===== Materials provided

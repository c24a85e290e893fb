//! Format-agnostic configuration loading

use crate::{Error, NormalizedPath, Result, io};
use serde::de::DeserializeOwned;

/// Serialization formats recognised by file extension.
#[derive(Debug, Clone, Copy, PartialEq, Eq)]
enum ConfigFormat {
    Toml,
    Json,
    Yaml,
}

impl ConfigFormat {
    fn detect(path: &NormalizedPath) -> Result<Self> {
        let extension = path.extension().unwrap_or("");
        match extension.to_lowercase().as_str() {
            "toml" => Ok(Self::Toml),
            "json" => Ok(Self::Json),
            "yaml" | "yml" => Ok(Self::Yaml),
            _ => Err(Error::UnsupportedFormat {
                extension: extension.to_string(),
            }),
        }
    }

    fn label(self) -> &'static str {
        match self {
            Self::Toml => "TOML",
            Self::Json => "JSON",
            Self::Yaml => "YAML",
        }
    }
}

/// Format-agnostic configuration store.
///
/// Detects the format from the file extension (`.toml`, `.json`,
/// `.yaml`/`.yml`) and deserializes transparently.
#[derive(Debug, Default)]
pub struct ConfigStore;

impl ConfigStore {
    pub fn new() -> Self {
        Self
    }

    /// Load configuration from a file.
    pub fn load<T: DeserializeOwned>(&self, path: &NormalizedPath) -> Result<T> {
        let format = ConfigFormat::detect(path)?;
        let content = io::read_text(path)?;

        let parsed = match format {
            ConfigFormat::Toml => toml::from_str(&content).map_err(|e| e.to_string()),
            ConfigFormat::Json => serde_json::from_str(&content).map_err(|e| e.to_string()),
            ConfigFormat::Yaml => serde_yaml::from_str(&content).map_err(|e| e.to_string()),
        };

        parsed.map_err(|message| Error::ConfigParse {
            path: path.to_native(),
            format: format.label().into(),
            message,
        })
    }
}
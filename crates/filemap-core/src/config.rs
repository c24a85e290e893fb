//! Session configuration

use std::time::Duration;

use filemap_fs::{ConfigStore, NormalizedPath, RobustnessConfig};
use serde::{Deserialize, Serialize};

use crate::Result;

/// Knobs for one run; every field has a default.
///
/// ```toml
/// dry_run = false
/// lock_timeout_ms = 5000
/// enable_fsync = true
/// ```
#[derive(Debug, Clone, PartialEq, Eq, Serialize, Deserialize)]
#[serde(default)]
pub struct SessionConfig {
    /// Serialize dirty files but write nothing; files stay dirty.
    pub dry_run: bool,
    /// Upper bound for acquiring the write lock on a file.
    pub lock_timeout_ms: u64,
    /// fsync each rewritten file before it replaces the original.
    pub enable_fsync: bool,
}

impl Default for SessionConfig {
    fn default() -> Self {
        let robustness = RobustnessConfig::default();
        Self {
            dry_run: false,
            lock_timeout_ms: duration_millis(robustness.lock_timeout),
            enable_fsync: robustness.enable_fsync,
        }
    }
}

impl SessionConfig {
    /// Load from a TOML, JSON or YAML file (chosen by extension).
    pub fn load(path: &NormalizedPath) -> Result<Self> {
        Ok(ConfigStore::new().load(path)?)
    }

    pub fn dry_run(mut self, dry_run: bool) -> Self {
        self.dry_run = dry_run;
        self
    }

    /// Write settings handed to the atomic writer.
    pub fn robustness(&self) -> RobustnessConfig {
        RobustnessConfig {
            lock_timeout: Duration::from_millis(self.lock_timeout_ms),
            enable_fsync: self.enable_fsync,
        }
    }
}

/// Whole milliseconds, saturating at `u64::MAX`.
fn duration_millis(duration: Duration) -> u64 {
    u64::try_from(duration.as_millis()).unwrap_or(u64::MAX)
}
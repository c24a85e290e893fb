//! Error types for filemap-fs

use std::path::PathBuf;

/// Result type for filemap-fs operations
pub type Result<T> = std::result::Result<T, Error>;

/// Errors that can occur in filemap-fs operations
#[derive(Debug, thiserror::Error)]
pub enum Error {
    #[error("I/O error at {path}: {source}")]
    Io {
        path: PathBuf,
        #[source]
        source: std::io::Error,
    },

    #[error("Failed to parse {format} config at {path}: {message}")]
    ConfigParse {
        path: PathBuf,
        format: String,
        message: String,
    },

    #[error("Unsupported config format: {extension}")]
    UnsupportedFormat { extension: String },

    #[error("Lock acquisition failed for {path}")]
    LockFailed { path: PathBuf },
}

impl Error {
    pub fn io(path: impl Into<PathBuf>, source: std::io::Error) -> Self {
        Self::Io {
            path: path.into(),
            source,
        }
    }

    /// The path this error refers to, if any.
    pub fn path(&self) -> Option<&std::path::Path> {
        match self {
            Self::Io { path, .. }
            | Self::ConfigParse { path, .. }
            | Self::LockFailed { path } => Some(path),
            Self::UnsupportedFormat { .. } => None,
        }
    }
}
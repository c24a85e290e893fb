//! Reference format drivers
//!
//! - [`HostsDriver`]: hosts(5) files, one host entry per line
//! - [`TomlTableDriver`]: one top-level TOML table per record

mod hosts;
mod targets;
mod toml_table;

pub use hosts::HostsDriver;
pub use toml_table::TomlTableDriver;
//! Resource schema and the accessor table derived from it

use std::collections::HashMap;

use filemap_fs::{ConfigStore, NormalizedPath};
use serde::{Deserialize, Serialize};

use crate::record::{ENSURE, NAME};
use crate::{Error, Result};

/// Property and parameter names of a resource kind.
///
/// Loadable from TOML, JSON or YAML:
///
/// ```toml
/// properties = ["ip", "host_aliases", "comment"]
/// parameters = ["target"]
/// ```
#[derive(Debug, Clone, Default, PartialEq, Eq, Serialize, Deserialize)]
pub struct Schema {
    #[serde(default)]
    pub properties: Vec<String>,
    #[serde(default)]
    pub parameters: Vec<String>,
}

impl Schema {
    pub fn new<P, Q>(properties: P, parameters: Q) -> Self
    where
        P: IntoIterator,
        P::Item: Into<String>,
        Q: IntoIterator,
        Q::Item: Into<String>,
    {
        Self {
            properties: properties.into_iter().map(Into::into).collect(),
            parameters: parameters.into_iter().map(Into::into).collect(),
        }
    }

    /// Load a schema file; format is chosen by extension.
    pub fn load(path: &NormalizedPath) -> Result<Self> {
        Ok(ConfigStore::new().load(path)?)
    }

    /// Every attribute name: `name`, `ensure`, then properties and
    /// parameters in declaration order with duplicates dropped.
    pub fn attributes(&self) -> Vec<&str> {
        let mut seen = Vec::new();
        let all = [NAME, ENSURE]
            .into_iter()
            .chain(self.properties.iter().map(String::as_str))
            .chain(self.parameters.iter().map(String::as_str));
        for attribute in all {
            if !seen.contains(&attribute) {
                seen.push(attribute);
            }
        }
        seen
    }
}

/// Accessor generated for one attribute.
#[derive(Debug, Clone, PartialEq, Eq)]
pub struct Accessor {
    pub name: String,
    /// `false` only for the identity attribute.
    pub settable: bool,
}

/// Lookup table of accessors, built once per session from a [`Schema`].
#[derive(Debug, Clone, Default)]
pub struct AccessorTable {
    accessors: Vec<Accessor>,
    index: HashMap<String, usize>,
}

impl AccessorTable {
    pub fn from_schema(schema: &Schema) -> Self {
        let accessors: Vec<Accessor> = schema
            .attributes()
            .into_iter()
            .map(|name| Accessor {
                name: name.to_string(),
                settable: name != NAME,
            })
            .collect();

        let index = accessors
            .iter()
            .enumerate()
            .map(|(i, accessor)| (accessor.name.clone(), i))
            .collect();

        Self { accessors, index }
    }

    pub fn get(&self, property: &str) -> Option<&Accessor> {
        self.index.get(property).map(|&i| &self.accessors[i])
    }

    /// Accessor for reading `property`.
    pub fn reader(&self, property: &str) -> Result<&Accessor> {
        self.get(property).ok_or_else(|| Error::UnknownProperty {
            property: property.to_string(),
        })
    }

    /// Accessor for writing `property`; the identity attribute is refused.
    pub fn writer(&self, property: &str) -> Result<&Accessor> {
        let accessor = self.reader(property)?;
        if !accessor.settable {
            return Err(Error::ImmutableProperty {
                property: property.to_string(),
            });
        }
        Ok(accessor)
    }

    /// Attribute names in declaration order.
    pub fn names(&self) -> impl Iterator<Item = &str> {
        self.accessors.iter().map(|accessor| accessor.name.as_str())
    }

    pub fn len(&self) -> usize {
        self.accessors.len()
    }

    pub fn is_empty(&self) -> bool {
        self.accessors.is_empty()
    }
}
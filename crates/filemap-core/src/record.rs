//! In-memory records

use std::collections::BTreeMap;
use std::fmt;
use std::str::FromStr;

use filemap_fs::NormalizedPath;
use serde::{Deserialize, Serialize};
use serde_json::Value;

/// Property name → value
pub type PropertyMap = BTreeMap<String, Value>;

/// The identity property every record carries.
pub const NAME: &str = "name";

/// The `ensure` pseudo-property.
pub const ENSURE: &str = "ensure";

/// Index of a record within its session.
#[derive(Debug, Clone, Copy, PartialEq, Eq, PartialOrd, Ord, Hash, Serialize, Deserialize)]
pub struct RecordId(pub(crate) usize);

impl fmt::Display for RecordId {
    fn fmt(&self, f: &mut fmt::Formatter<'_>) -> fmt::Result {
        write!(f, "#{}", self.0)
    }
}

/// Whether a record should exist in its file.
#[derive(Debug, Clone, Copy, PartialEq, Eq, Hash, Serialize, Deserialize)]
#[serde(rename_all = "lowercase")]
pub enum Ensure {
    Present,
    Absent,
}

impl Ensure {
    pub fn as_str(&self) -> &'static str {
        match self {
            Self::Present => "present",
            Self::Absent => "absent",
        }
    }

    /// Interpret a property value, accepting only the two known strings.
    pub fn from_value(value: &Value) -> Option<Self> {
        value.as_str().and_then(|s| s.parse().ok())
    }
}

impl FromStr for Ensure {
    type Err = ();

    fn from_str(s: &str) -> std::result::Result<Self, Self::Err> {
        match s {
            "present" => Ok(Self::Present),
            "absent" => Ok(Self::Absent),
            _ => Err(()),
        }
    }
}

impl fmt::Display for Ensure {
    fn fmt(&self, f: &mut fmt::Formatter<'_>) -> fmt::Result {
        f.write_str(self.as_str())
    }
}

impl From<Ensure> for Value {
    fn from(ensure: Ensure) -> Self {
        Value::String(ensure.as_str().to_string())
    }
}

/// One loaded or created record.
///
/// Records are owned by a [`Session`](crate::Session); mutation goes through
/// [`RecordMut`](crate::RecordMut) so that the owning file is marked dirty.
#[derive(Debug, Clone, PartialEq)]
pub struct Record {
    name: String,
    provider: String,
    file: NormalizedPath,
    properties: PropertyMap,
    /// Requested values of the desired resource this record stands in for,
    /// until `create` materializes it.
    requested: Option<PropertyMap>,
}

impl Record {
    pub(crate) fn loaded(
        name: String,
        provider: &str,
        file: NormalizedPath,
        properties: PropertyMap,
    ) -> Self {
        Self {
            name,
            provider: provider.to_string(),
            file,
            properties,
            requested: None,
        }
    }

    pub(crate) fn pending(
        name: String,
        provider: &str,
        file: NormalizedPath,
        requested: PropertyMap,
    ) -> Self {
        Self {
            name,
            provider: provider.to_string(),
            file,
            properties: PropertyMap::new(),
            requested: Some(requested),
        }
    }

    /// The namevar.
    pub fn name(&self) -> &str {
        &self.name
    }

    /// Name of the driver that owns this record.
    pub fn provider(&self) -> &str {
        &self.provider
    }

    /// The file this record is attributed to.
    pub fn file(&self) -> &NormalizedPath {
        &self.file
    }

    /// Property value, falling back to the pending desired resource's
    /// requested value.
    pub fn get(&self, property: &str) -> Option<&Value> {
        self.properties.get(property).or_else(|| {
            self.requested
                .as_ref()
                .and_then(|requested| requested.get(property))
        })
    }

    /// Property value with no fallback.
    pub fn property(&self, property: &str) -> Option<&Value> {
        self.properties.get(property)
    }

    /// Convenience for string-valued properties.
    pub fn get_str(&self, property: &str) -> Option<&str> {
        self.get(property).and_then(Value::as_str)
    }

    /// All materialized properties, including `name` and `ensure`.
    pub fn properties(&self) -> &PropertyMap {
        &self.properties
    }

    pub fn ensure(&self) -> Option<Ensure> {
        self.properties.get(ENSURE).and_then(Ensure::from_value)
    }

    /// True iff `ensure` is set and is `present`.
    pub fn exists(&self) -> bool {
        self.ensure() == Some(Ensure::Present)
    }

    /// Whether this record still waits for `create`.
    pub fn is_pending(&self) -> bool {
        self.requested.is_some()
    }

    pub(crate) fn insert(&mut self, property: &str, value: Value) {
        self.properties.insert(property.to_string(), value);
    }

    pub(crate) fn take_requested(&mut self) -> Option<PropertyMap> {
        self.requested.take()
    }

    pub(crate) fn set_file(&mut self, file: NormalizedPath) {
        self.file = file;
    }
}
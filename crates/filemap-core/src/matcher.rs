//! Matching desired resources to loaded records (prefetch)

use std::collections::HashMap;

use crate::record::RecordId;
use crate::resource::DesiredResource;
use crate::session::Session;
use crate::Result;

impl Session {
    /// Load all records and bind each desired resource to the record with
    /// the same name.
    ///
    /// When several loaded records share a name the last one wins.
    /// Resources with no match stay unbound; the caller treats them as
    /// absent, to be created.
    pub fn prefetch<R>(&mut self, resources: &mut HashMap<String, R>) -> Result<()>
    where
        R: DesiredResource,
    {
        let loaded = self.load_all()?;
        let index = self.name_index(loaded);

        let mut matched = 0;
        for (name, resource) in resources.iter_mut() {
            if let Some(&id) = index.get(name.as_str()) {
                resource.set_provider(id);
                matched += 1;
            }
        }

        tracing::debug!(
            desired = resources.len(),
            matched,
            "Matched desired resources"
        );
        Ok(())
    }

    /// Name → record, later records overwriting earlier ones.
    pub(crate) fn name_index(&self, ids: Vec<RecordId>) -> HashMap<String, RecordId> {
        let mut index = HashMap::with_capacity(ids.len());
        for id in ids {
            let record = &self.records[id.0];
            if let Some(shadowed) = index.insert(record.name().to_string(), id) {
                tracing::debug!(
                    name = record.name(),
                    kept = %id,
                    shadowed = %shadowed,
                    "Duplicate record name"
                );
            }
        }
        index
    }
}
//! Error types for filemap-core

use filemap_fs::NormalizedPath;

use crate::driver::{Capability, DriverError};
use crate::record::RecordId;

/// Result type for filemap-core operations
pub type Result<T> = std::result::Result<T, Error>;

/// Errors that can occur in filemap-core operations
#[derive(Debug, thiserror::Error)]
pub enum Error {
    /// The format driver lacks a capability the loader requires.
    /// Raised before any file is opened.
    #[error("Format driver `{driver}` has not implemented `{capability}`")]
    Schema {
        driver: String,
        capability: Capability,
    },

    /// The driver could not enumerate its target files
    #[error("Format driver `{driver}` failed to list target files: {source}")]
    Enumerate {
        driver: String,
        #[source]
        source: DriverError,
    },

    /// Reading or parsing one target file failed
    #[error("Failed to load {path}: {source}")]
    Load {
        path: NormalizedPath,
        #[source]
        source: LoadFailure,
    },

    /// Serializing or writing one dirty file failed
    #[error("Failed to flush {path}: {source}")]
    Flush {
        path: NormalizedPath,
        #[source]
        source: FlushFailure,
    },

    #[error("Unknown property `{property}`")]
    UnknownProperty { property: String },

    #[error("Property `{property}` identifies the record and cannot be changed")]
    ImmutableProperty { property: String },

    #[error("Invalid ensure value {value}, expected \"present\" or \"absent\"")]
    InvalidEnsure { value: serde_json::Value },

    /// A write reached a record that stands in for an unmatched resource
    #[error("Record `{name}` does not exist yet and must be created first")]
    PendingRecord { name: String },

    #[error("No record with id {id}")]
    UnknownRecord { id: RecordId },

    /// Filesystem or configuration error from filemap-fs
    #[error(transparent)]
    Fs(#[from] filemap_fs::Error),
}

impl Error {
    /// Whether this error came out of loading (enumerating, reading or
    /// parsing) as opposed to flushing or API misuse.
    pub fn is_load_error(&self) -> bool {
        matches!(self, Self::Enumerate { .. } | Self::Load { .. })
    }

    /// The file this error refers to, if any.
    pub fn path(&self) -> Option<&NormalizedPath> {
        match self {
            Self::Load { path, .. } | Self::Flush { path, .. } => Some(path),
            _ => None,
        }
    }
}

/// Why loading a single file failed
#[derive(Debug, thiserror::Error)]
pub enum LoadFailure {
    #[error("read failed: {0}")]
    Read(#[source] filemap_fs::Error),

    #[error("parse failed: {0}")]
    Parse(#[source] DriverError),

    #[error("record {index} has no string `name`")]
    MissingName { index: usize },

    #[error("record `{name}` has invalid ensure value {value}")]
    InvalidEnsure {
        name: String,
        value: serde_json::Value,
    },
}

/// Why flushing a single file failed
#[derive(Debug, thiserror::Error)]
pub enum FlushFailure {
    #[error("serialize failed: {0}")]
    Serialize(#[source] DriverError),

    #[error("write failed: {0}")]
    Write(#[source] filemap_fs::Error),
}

==========

**Requirement**
Both the line containing "treats them as" and the line containing "let loaded = self.load_all()?;" belong in the answer. Print them and every line above that falls between them exactly, and no others.

**Result of this task**
    /// Resources with no match stay unbound; the caller treats them as
    /// absent, to be created.
    pub fn prefetch<R>(&mut self, resources: &mut HashMap<String, R>) -> Result<()>
    where
        R: DesiredResource,
    {
        let loaded = self.load_all()?;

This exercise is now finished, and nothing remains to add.